Defining the mechanics driving platelet formation via megakaryocyte membrane budding

Over a hundred years after megakaryocytes were first described as the source of platelets, the exact mechanism by which megakaryocytes produce platelets remains incompletely understood. Currently, three theories exist to explain platelet biogenesis: proplatelet formation, cellular fragmentation, and plasma membrane budding. The aim of this research project was to investigate the mechanics of one of these theories, a novel model of platelet production termed megakaryocyte membrane budding, in hopes of filling this century-old gap in knowledge.
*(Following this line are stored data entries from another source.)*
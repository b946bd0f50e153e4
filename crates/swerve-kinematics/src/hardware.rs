//! Interfaces to the hardware collaborators of the drive core.
//!
//! Motor, encoder and gyro drivers live outside this crate. The core only
//! reads from them through these traits and hands them target states; any
//! sensor-fault or NaN filtering is the driver's job.

use crate::{Rotation2d, WheelPosition, WheelState};

/// Source of the robot's authoritative heading.
pub trait HeadingProvider {
    /// Current heading, counter-clockwise positive.
    fn heading(&self) -> Rotation2d;

    /// Redefine the current physical orientation as the reference heading.
    ///
    /// Implementations apply their fixed mount offset after zeroing, so
    /// a sensor mounted a quarter turn off the chassis axis still reports the
    /// robot's forward direction as its configured zero.
    fn zero(&mut self);
}

/// Per-wheel sensor readings consumed by odometry.
pub trait ModulePositionSource {
    /// Cumulative signed drive distance (m).
    fn drive_position(&self) -> f64;

    /// Steering angle from the relative (motor) encoder.
    fn turning_position(&self) -> Rotation2d;

    /// Steering angle from the absolute encoder. Read once at calibration to
    /// seed the relative encoder.
    fn absolute_angle(&self) -> Rotation2d;

    /// Zero the drive distance and seed the relative steering encoder from
    /// the absolute one.
    fn reset_encoders(&mut self);

    /// Snapshot of this wheel for odometry.
    fn position(&self) -> WheelPosition {
        WheelPosition::new(self.drive_position(), self.turning_position())
    }
}

/// Closed-loop module controller that executes target wheel states.
pub trait ModuleActuator: ModulePositionSource {
    /// Drive toward the given speed and steering angle.
    fn set_desired_state(&mut self, state: WheelState);

    /// Cut drive and steering output.
    fn stop(&mut self);
}
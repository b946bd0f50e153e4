//! Heading-authoritative swerve odometry.
//!
//! Wheel deltas are solved for a robot-frame translation; the external
//! heading sensor alone decides orientation. The rotation that the wheel solve
//! also produces is reported for diagnostics and otherwise discarded.

use tracing::{debug, trace};

use crate::geometry::NUM_WHEELS;
use crate::kinematics::SwerveKinematics;
use crate::rotation::{Rotation2d, Translation2d};
use crate::{KinematicsError, Pose2d, Twist2d, WheelPosition};

/// Baseline held while tracking.
#[derive(Debug, Clone, Copy, PartialEq)]
struct Tracking {
    pose: Pose2d,
    previous_positions: [WheelPosition; NUM_WHEELS],
    previous_heading: Rotation2d,
}

#[derive(Debug, Clone, Copy, PartialEq)]
enum OdometryState {
    Uninitialized,
    Tracking(Tracking),
}

/// Result of one odometry step.
#[derive(Debug, Clone, Copy, PartialEq)]
pub struct OdometryUpdate {
    /// The new field-frame pose.
    pub pose: Pose2d,
    /// Raw robot-frame displacement solved from the wheel deltas.
    pub twist: Twist2d,
    /// Heading change reported by the heading sensor over the same step (rad).
    pub heading_delta: f64,
}

impl OdometryUpdate {
    /// Disagreement between the wheel-derived rotation and the sensor's (rad).
    pub fn heading_disagreement(&self) -> f64 {
        self.twist.dtheta - self.heading_delta
    }
}

/// Tracks the robot pose from wheel positions and heading readings.
#[derive(Debug, Clone, PartialEq)]
pub struct SwerveOdometry {
    kinematics: SwerveKinematics,
    state: OdometryState,
}

impl SwerveOdometry {
    /// Create an uninitialized estimator.
    pub fn new(kinematics: SwerveKinematics) -> Self {
        SwerveOdometry {
            kinematics,
            state: OdometryState::Uninitialized,
        }
    }

    /// Whether a baseline has been established.
    pub fn is_initialized(&self) -> bool {
        matches!(self.state, OdometryState::Tracking(_))
    }

    /// Set the starting pose and the first wheel-position baseline.
    ///
    /// The heading is authoritative, so the stored pose takes `initial_heading`
    /// as its orientation regardless of `initial_pose.heading`.
    pub fn initialize(
        &mut self,
        initial_pose: Pose2d,
        initial_positions: &[WheelPosition; NUM_WHEELS],
        initial_heading: Rotation2d,
    ) {
        let pose = Pose2d::new(initial_pose.x, initial_pose.y, initial_heading);
        debug!(%pose, "odometry initialized");
        self.state = OdometryState::Tracking(Tracking {
            pose,
            previous_positions: *initial_positions,
            previous_heading: initial_heading,
        });
    }

    /// Overwrite the tracked pose and rebase on the current wheel positions,
    /// e.g. after an external localization fix. Valid in either state.
    ///
    /// The pose's heading stands until the next `update` replaces it with the
    /// sensor reading.
    pub fn reset_pose(&mut self, pose: Pose2d, positions: &[WheelPosition; NUM_WHEELS]) {
        debug!(%pose, "odometry pose reset");
        self.state = OdometryState::Tracking(Tracking {
            pose,
            previous_positions: *positions,
            previous_heading: pose.heading,
        });
    }

    /// Advance the pose by one sample.
    ///
    /// # Errors
    ///
    /// Returns `Err(KinematicsError::NotInitialized)` if no baseline exists yet.
    pub fn update(
        &mut self,
        positions: &[WheelPosition; NUM_WHEELS],
        heading: Rotation2d,
    ) -> Result<OdometryUpdate, KinematicsError> {
        let OdometryState::Tracking(tracking) = &mut self.state else {
            return Err(KinematicsError::NotInitialized(
                "update called before initialize",
            ));
        };

        let twist = self.kinematics.to_twist(&tracking.previous_positions, positions);
        let field_delta = Translation2d::new(twist.dx, twist.dy).rotate_by(heading);
        let heading_delta = (heading - tracking.previous_heading).radians();

        let pose = Pose2d::new(
            tracking.pose.x + field_delta.x,
            tracking.pose.y + field_delta.y,
            heading,
        );
        tracking.pose = pose;
        tracking.previous_positions = *positions;
        tracking.previous_heading = heading;

        let update = OdometryUpdate {
            pose,
            twist,
            heading_delta,
        };
        trace!(
            kinematic_dtheta = twist.dtheta,
            heading_delta,
            disagreement = update.heading_disagreement(),
            "odometry step"
        );
        Ok(update)
    }

    /// The current pose estimate.
    ///
    /// # Errors
    ///
    /// Returns `Err(KinematicsError::NotInitialized)` if no baseline exists yet.
    pub fn pose(&self) -> Result<Pose2d, KinematicsError> {
        match &self.state {
            OdometryState::Tracking(tracking) => Ok(tracking.pose),
            OdometryState::Uninitialized => Err(KinematicsError::NotInitialized(
                "pose requested before initialize",
            )),
        }
    }

    /// The kinematics used for the wheel solve.
    pub fn kinematics(&self) -> &SwerveKinematics {
        &self.kinematics
    }
}
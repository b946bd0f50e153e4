//! Planar rotations and translations.
//!
//! Every angle stored in a [`Rotation2d`] is normalized to `[-PI, PI)`, so two
//! rotations can be compared directly and a wheel angle that differs from
//! another by exactly `PI` is recognizable as the same heading driven in
//! reverse.

use core::f64::consts::PI;
use core::fmt;
use core::ops::{Add, Neg, Sub};
use libm::{atan2, cos, hypot, sin};

#[cfg(feature = "serde")]
use serde::{Deserialize, Serialize};

/// Normalize an angle to be within `[-PI, PI)`.
///
/// Angles at `PI` will be normalized to `-PI`.
///
/// # Arguments
///
/// * `angle`: The angle in radians to normalize.
///
/// # Returns
///
/// The normalized angle in radians.
pub fn normalize_angle(angle: f64) -> f64 {
    let a = angle % (2.0 * PI);
    if a >= PI {
        a - 2.0 * PI
    } else if a < -PI {
        a + 2.0 * PI
    } else {
        a
    }
}

/// A rotation in the plane, counter-clockwise positive.
#[cfg_attr(feature = "serde", derive(Serialize, Deserialize))]
#[cfg_attr(feature = "serde", serde(from = "f64", into = "f64"))]
#[derive(Debug, Clone, Copy, PartialEq, PartialOrd, Default)]
pub struct Rotation2d {
    radians: f64,
}

impl Rotation2d {
    /// The zero rotation.
    pub const ZERO: Rotation2d = Rotation2d { radians: 0.0 };

    /// Construct a rotation from radians. The value is normalized to `[-PI, PI)`.
    pub fn new(radians: f64) -> Self {
        Rotation2d {
            radians: normalize_angle(radians),
        }
    }

    /// Construct a rotation from degrees.
    pub fn from_degrees(degrees: f64) -> Self {
        Self::new(degrees.to_radians())
    }

    /// Returns the angle in radians, within `[-PI, PI)`.
    pub fn radians(&self) -> f64 {
        self.radians
    }

    /// Returns the angle in degrees, within `[-180, 180)`.
    pub fn degrees(&self) -> f64 {
        self.radians.to_degrees()
    }

    /// Cosine of the angle.
    pub fn cos(&self) -> f64 {
        cos(self.radians)
    }

    /// Sine of the angle.
    pub fn sin(&self) -> f64 {
        sin(self.radians)
    }

    /// Compose this rotation with `other`.
    pub fn rotate_by(self, other: Rotation2d) -> Self {
        Self::new(self.radians + other.radians)
    }

    /// The rotation pointing the opposite way (this rotation plus `PI`).
    pub fn opposite(self) -> Self {
        Self::new(self.radians + PI)
    }
}

impl From<f64> for Rotation2d {
    fn from(radians: f64) -> Self {
        Rotation2d::new(radians)
    }
}

impl From<Rotation2d> for f64 {
    fn from(rotation: Rotation2d) -> Self {
        rotation.radians
    }
}

impl Add for Rotation2d {
    type Output = Rotation2d;

    fn add(self, rhs: Rotation2d) -> Rotation2d {
        self.rotate_by(rhs)
    }
}

impl Sub for Rotation2d {
    type Output = Rotation2d;

    /// The shortest signed angular distance from `rhs` to `self`.
    fn sub(self, rhs: Rotation2d) -> Rotation2d {
        Rotation2d::new(self.radians - rhs.radians)
    }
}

impl Neg for Rotation2d {
    type Output = Rotation2d;

    fn neg(self) -> Rotation2d {
        Rotation2d::new(-self.radians)
    }
}

impl fmt::Display for Rotation2d {
    fn fmt(&self, f: &mut fmt::Formatter<'_>) -> fmt::Result {
        write!(f, "{:.2}°", self.degrees())
    }
}

/// A 2-D vector in meters (or meters per second when used for wheel velocities).
#[cfg_attr(feature = "serde", derive(Serialize, Deserialize))]
#[derive(Debug, Clone, Copy, PartialEq, Default)]
pub struct Translation2d {
    /// x component.
    pub x: f64,
    /// y component.
    pub y: f64,
}

impl Translation2d {
    /// Construct a new translation.
    pub const fn new(x: f64, y: f64) -> Self {
        Translation2d { x, y }
    }

    /// Euclidean length of the vector.
    pub fn norm(&self) -> f64 {
        hypot(self.x, self.y)
    }

    /// Direction of the vector. The zero vector reports a zero rotation.
    pub fn angle(&self) -> Rotation2d {
        Rotation2d::new(atan2(self.y, self.x))
    }

    /// Rotate the vector counter-clockwise by `rotation`.
    pub fn rotate_by(self, rotation: Rotation2d) -> Self {
        let (c, s) = (rotation.cos(), rotation.sin());
        Translation2d {
            x: self.x * c - self.y * s,
            y: self.x * s + self.y * c,
        }
    }
}

impl Add for Translation2d {
    type Output = Translation2d;

    fn add(self, rhs: Translation2d) -> Translation2d {
        Translation2d::new(self.x + rhs.x, self.y + rhs.y)
    }
}

impl Sub for Translation2d {
    type Output = Translation2d;

    fn sub(self, rhs: Translation2d) -> Translation2d {
        Translation2d::new(self.x - rhs.x, self.y - rhs.y)
    }
}

impl fmt::Display for Translation2d {
    fn fmt(&self, f: &mut fmt::Formatter<'_>) -> fmt::Result {
        write!(f, "({:.3}, {:.3})", self.x, self.y)
    }
}
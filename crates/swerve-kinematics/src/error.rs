//! Error types for the swerve kinematics library.
//!
//! Construction-time problems (bad geometry, bad limits) and lifecycle misuse
//! (reading odometry before it has a baseline) are reported here. Numeric
//! inputs are never validated per cycle; NaN filtering belongs to the sensor
//! drivers.

use core::fmt;

/// Errors that can occur while building or running the swerve drive core.
#[derive(Debug, Clone, PartialEq)]
pub enum KinematicsError {
    /// A wheel offset was not a finite number.
    InvalidGeometry(&'static str),
    /// The wheel layout makes the forward-kinematics solve singular,
    /// e.g. all four wheels mounted at the same point.
    DegenerateGeometry(&'static str),
    /// The physical maximum wheel speed is not a positive, finite number.
    InvalidMaxSpeed(&'static str),
    /// Odometry was queried or updated before `initialize`/`reset_pose`.
    NotInitialized(&'static str),
    /// The drivetrain was used before `calibrate` completed.
    NotCalibrated(&'static str),
}

impl fmt::Display for KinematicsError {
    fn fmt(&self, f: &mut fmt::Formatter<'_>) -> fmt::Result {
        match self {
            KinematicsError::InvalidGeometry(msg) => write!(f, "Invalid wheel geometry: {}", msg),
            KinematicsError::DegenerateGeometry(msg) => {
                write!(f, "Degenerate wheel geometry: {}", msg)
            }
            KinematicsError::InvalidMaxSpeed(msg) => write!(f, "Invalid max wheel speed: {}", msg),
            KinematicsError::NotInitialized(msg) => write!(f, "Odometry not initialized: {}", msg),
            KinematicsError::NotCalibrated(msg) => write!(f, "Drivetrain not calibrated: {}", msg),
        }
    }
}

impl core::error::Error for KinematicsError {}
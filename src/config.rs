use std::time::Duration;

use anyhow::{Context, ensure};
use config::{Config, Environment, File, FileFormat};
use serde::Deserialize;
use swerve_kinematics::{NUM_WHEELS, Rotation2d, SwerveGeometry, WheelGeometry};
use tracing::{error, info};

use crate::teleop::DriveCommand;

pub const DEFAULT_CONFIG_PATH: &str = "config/default.toml";

#[derive(Debug, Clone, Deserialize)]
pub struct Settings {
    pub drivetrain: DrivetrainSettings,
    pub control: ControlSettings,
    #[serde(default)]
    pub sim: SimSettings,
    #[serde(default)]
    pub script: Vec<ScriptSegment>,
}

#[derive(Debug, Clone, Deserialize)]
pub struct DrivetrainSettings {
    /// [x, y] per wheel, front-left, front-right, back-left, back-right.
    pub wheel_offsets: [[f64; 2]; NUM_WHEELS],
    pub max_wheel_speed: f64,
    #[serde(default)]
    pub heading_offset_deg: f64,
}

impl DrivetrainSettings {
    pub fn geometry(&self) -> anyhow::Result<SwerveGeometry> {
        let wheels = self.wheel_offsets.map(|[x, y]| WheelGeometry::new(x, y));
        SwerveGeometry::new(wheels).context("invalid drivetrain.wheel_offsets")
    }

    pub fn heading_offset(&self) -> Rotation2d {
        Rotation2d::from_degrees(self.heading_offset_deg)
    }
}

#[derive(Debug, Clone, Deserialize)]
pub struct ControlSettings {
    pub period_ms: u64,
    pub watchdog_timeout_ms: u64,
    /// Log every Nth pose.
    #[serde(default = "default_telemetry_every")]
    pub telemetry_every: u64,
}

fn default_telemetry_every() -> u64 {
    25
}

impl ControlSettings {
    pub fn period(&self) -> Duration {
        Duration::from_millis(self.period_ms)
    }

    pub fn watchdog_timeout(&self) -> Duration {
        Duration::from_millis(self.watchdog_timeout_ms)
    }
}

#[derive(Debug, Clone, Deserialize)]
pub struct SimSettings {
    /// Steering slew rate of the simulated modules (rad/s).
    pub steer_rate: f64,
    pub power_on_angles_deg: [f64; NUM_WHEELS],
}

impl Default for SimSettings {
    fn default() -> Self {
        SimSettings {
            steer_rate: 12.0,
            power_on_angles_deg: [0.0; NUM_WHEELS],
        }
    }
}

/// One leg of the scripted command sequence.
#[derive(Debug, Clone, Copy, Deserialize)]
pub struct ScriptSegment {
    #[serde(default)]
    pub vx: f64,
    #[serde(default)]
    pub vy: f64,
    #[serde(default)]
    pub omega: f64,
    pub duration_ms: u64,
    #[serde(default)]
    pub field_relative: bool,
}

impl ScriptSegment {
    pub fn command(&self) -> DriveCommand {
        DriveCommand {
            vx: self.vx,
            vy: self.vy,
            omega: self.omega,
            field_relative: self.field_relative,
        }
    }

    pub fn duration(&self) -> Duration {
        Duration::from_millis(self.duration_ms)
    }
}

impl Settings {
    fn validate(self) -> anyhow::Result<Self> {
        ensure!(self.control.period_ms > 0, "control.period_ms must be positive");
        ensure!(
            self.control.watchdog_timeout_ms > self.control.period_ms,
            "control.watchdog_timeout_ms must exceed control.period_ms"
        );
        ensure!(self.control.telemetry_every > 0, "control.telemetry_every must be positive");
        ensure!(
            self.sim.steer_rate > 0.0,
            "sim.steer_rate must be positive"
        );
        Ok(self)
    }

    /// Parse settings from a TOML string, without environment overrides.
    #[cfg(test)]
    pub fn from_toml(text: &str) -> anyhow::Result<Self> {
        let settings: Settings = Config::builder()
            .add_source(File::from_str(text, FileFormat::Toml))
            .build()?
            .try_deserialize()?;
        settings.validate()
    }
}

/// Load settings from `path`, then apply `SWERVE__SECTION__KEY` environment overrides.
pub fn load_config(path: &str) -> anyhow::Result<Settings> {
    info!("Attempting to load configuration from {}", path);

    let built = Config::builder()
        .add_source(File::new(path, FileFormat::Toml).required(true))
        .add_source(Environment::with_prefix("SWERVE").prefix_separator("__").separator("__"))
        .build();

    let config = match built {
        Ok(config) => config,
        Err(e) => {
            error!("Failed to load configuration: {}", e);
            return Err(e).with_context(|| format!("reading {}", path));
        }
    };

    let settings: Settings = config
        .try_deserialize()
        .with_context(|| format!("parsing {}", path))?;
    let settings = settings.validate()?;
    info!(
        segments = settings.script.len(),
        period_ms = settings.control.period_ms,
        "Successfully loaded configuration"
    );
    Ok(settings)
}
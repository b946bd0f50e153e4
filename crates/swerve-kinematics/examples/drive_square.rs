use swerve_kinematics::*;

fn main() {
    let wheelbase = 0.6;
    let track_width = 0.5;
    let max_wheel_speed = 4.0;
    let dt = 0.02; // 50 Hz control cycle
    let steps_per_side = 50;

    let kinematics = match SwerveGeometry::rectangular(wheelbase, track_width)
        .and_then(SwerveKinematics::new)
    {
        Ok(kinematics) => kinematics,
        Err(e) => {
            eprintln!("Failed to initialize kinematics: {}", e);
            return;
        }
    };

    println!("Initializing simulation...");
    println!("  {}", kinematics.geometry());
    println!("  Max wheel speed: {} m/s", max_wheel_speed);
    println!("  Time step: {} s", dt);

    let mut odometry = SwerveOdometry::new(kinematics.clone());
    let mut positions = [WheelPosition::default(); NUM_WHEELS];
    let mut angles = [Rotation2d::ZERO; NUM_WHEELS];
    odometry.initialize(Pose2d::default(), &positions, Rotation2d::ZERO);

    // Field-relative square at 1 m/s with heading held at zero
    let sides = [(1.0, 0.0), (0.0, 1.0), (-1.0, 0.0), (0.0, -1.0)];
    println!("\nSimulating...");
    for (side, (vx, vy)) in sides.iter().enumerate() {
        let command = ChassisSpeeds::new(*vx, *vy, 0.0);
        for _ in 0..steps_per_side {
            let mut states = kinematics.to_wheel_states(command, &angles);
            desaturate_wheel_speeds(&mut states, max_wheel_speed);
            for i in 0..NUM_WHEELS {
                let state = states[i].optimize(angles[i]);
                // Ideal modules: steer instantly, roll exactly as commanded
                angles[i] = state.angle;
                positions[i] = WheelPosition::new(positions[i].distance + state.speed * dt, state.angle);
            }
            if let Err(e) = odometry.update(&positions, Rotation2d::ZERO) {
                eprintln!("Odometry error: {}", e);
                return;
            }
        }
        match odometry.pose() {
            Ok(pose) => println!("Side {}: Pose: {}", side + 1, pose),
            Err(e) => eprintln!("Odometry error: {}", e),
        }
    }

    println!("\nSimulation complete.");
}
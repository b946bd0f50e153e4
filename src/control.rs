use std::thread::{self, JoinHandle};
use std::time::Duration;

use anyhow::Context;
use spin_sleep::SpinSleeper;
use swerve_kinematics::{ChassisSpeeds, Pose2d, SwerveDrive, SwerveKinematics};
use tracing::{debug, error, info};

use crate::blackboard::{Blackboard, raise_fault, record_pose, touch_cmd};
use crate::bus::Topic;
use crate::config::Settings;
use crate::sim::{SimGyro, SimModule, SimWorld};
use crate::teleop::DriveCommand;

/// Where the run ended, as estimated and as simulated.
#[derive(Debug, Clone, Copy)]
pub struct RunSummary {
    pub estimate: Pose2d,
    pub truth: Pose2d,
    pub cycles: u64,
}

impl RunSummary {
    /// Distance between the estimated and true positions (m).
    pub fn position_error(&self) -> f64 {
        (self.estimate.translation() - self.truth.translation()).norm()
    }
}

/// One drivetrain plus the world it drives in.
pub struct ControlLoop {
    drive: SwerveDrive<SimModule, SimGyro>,
    world: SimWorld,
    command: DriveCommand,
    cycles: u64,
}

impl ControlLoop {
    /// Build the simulated drivetrain from `settings` and calibrate it.
    pub fn new(settings: &Settings) -> anyhow::Result<Self> {
        let geometry = settings.drivetrain.geometry()?;
        info!(%geometry, "drivetrain geometry");
        let kinematics = SwerveKinematics::new(geometry).context("building kinematics")?;

        let world = SimWorld::new(
            kinematics.clone(),
            &settings.sim,
            settings.drivetrain.heading_offset(),
        );
        let gyro = world.gyro();
        let mut drive = SwerveDrive::new(
            world.modules(),
            gyro,
            kinematics,
            settings.drivetrain.max_wheel_speed,
        )
        .context("building drivetrain")?;

        let pose = drive.calibrate();
        info!(%pose, "starting pose");
        Ok(ControlLoop {
            drive,
            world,
            command: DriveCommand::default(),
            cycles: 0,
        })
    }

    /// Apply the newest command (or stop when e-stopped), advance the world by
    /// `dt` seconds and return the updated estimate.
    pub fn cycle(
        &mut self,
        command: Option<DriveCommand>,
        estopped: bool,
        dt: f64,
    ) -> anyhow::Result<Pose2d> {
        if let Some(command) = command {
            self.command = command;
        }

        if estopped {
            self.drive.stop();
        } else {
            let DriveCommand { vx, vy, omega, field_relative } = self.command;
            let sent = if field_relative {
                self.drive.drive_field_relative(vx, vy, omega)?
            } else {
                self.drive.drive(ChassisSpeeds::new(vx, vy, omega))?
            };
            debug!(?sent, "wheel targets");
        }

        self.world.step(dt);
        let pose = self.drive.periodic()?;
        self.cycles += 1;
        Ok(pose)
    }

    pub fn stop(&mut self) {
        self.drive.stop();
    }

    pub fn summary(&self) -> anyhow::Result<RunSummary> {
        Ok(RunSummary {
            estimate: self.drive.pose()?,
            truth: self.world.true_pose(),
            cycles: self.cycles,
        })
    }
}

/// Run `control` on a dedicated thread at `period` until shutdown is requested.
pub fn spawn(
    mut control: ControlLoop,
    period: Duration,
    bb: Blackboard,
    cmd_topic: &Topic<DriveCommand>,
    pose_topic: Topic<Pose2d>,
) -> anyhow::Result<JoinHandle<anyhow::Result<RunSummary>>> {
    info!("Spawning control thread...");
    let mut cmd_rx = cmd_topic.subscribe();
    let cmd_topic = cmd_topic.clone();
    let handle = thread::Builder::new()
        .name("control".into())
        .spawn(move || {
            info!("Control thread started.");
            let sleeper = SpinSleeper::new(1_000);
            let dt = period.as_secs_f64();
            loop {
                let (estopped, shutdown) = {
                    let g = bb.read();
                    (g.estopped, g.shutdown)
                };
                if shutdown {
                    break;
                }

                let command = cmd_topic.latest(&mut cmd_rx).map(|cmd| *cmd);
                if command.is_some() {
                    touch_cmd(&bb);
                }
                let pose = match control.cycle(command, estopped, dt) {
                    Ok(pose) => pose,
                    Err(e) => {
                        error!("Control cycle failed: {:?}", e);
                        raise_fault(&bb, "control cycle failed");
                        control.stop();
                        return Err(e);
                    }
                };
                record_pose(&bb, pose);
                pose_topic.publish(pose);
                sleeper.sleep(period);
            }

            control.stop();
            let summary = control.summary()?;
            info!(cycles = summary.cycles, "Control thread stopped.");
            Ok(summary)
        })?;
    Ok(handle)
}

#[cfg(test)]
mod tests {
    use super::*;
    use approx::assert_abs_diff_eq;
    use std::sync::Arc;

    use crate::blackboard::{request_shutdown, snapshot};

    const DT: f64 = 0.02;

    fn settings(power_on: &str) -> Settings {
        settings_facing(power_on, 0.0)
    }

    fn settings_facing(power_on: &str, heading_offset_deg: f64) -> Settings {
        let text = format!(
            r#"
            [drivetrain]
            wheel_offsets = [[0.25, 0.25], [0.25, -0.25], [-0.25, 0.25], [-0.25, -0.25]]
            max_wheel_speed = 4.0
            heading_offset_deg = {heading_offset_deg:?}

            [control]
            period_ms = 20
            watchdog_timeout_ms = 100

            [sim]
            steer_rate = 12.0
            power_on_angles_deg = {power_on}
            "#
        );
        Settings::from_toml(&text).unwrap()
    }

    fn forward(vx: f64) -> Option<DriveCommand> {
        Some(DriveCommand { vx, ..Default::default() })
    }

    #[test]
    fn straight_run_matches_truth() {
        let mut control = ControlLoop::new(&settings("[0.0, 0.0, 0.0, 0.0]")).unwrap();
        control.cycle(forward(1.0), false, DT).unwrap();
        for _ in 1..50 {
            control.cycle(None, false, DT).unwrap();
        }
        let summary = control.summary().unwrap();
        assert_eq!(summary.cycles, 50);
        assert_abs_diff_eq!(summary.estimate.x, 1.0, epsilon = 1e-9);
        assert_abs_diff_eq!(summary.estimate.y, 0.0, epsilon = 1e-9);
        assert_abs_diff_eq!(summary.position_error(), 0.0, epsilon = 1e-9);
    }

    #[test]
    fn heading_offset_is_shared_by_estimate_and_truth() {
        let mut control =
            ControlLoop::new(&settings_facing("[0.0, 0.0, 0.0, 0.0]", -90.0)).unwrap();
        for _ in 0..50 {
            control.cycle(forward(1.0), false, DT).unwrap();
        }
        let summary = control.summary().unwrap();
        // Robot forward is field -y after zeroing with a -90° mount offset
        assert_abs_diff_eq!(summary.truth.x, 0.0, epsilon = 1e-9);
        assert_abs_diff_eq!(summary.truth.y, -1.0, epsilon = 1e-9);
        assert_abs_diff_eq!(summary.estimate.y, -1.0, epsilon = 1e-9);
        assert_abs_diff_eq!(summary.position_error(), 0.0, epsilon = 1e-9);
        assert_abs_diff_eq!(
            summary.estimate.heading.radians(),
            summary.truth.heading.radians(),
            epsilon = 1e-9
        );
    }

    #[test]
    fn misaligned_wheels_are_calibrated_before_driving() {
        // Relative encoders power on at zero wherever the wheels point; after
        // calibration they report the true angles and the modules steer home.
        let mut control = ControlLoop::new(&settings("[35.0, -60.0, 120.0, 10.0]")).unwrap();
        for _ in 0..100 {
            control.cycle(forward(1.0), false, DT).unwrap();
        }
        let summary = control.summary().unwrap();
        assert!(summary.truth.x > 1.5);
        assert!(summary.position_error() < 0.05);
    }

    #[test]
    fn heading_follows_the_gyro() {
        let mut control = ControlLoop::new(&settings("[0.0, 0.0, 0.0, 0.0]")).unwrap();
        let spin = Some(DriveCommand { omega: 1.0, ..Default::default() });
        for _ in 0..50 {
            control.cycle(spin, false, DT).unwrap();
        }
        let summary = control.summary().unwrap();
        assert!(summary.truth.heading.radians() > 0.5);
        assert_abs_diff_eq!(
            summary.estimate.heading.radians(),
            summary.truth.heading.radians(),
            epsilon = 1e-9
        );
    }

    #[test]
    fn estop_holds_position() {
        let mut control = ControlLoop::new(&settings("[0.0, 0.0, 0.0, 0.0]")).unwrap();
        control.cycle(forward(1.0), false, DT).unwrap();
        let before = control.cycle(None, false, DT).unwrap();
        for _ in 0..10 {
            control.cycle(None, true, DT).unwrap();
        }
        let after = control.summary().unwrap().estimate;
        assert_abs_diff_eq!(after.x, before.x, epsilon = 1e-12);
    }

    #[test]
    fn thread_runs_until_shutdown() {
        let control = ControlLoop::new(&settings("[0.0, 0.0, 0.0, 0.0]")).unwrap();
        let bb: Blackboard = Arc::default();
        let cmd_topic: Topic<DriveCommand> = Topic::new("cmd", 16);
        let pose_topic: Topic<Pose2d> = Topic::new("pose", 64);

        let handle = spawn(control, Duration::from_millis(2), bb.clone(), &cmd_topic, pose_topic)
            .unwrap();
        cmd_topic.publish(DriveCommand { vx: 0.5, ..Default::default() });
        thread::sleep(Duration::from_millis(50));
        request_shutdown(&bb);

        let summary = handle.join().unwrap().unwrap();
        assert!(summary.cycles > 0);
        assert_eq!(snapshot(&bb).cycles, summary.cycles);
        assert!(summary.estimate.x > 0.0);
    }
}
This project aimed to explore membrane budding by examining the involvement of microtubules and the actin cytoskeleton at the plasma membrane during bud formation. Using immunofluorescence microscopy of the adult mouse bone marrow, I first investigated the relevance of budding to platelet production with a robust analysis of bud contents and morphology. Next, I investigated the involvement of key cytoskeletal proteins at the different stages of budding in healthy steady-state, and identified a pathway whereby components of the cytoskeleton become sequentially involved at each step. Finally, I was able to gain a more rigorous understanding of the mechanics and relevance of membrane budding by the study of multiple mutant mouse models. With these new insights, I aimed to guide fresh developments in the field of ex vivo platelet manufacture, having major impacts on platelet transfusions, personalised medicine and beyond.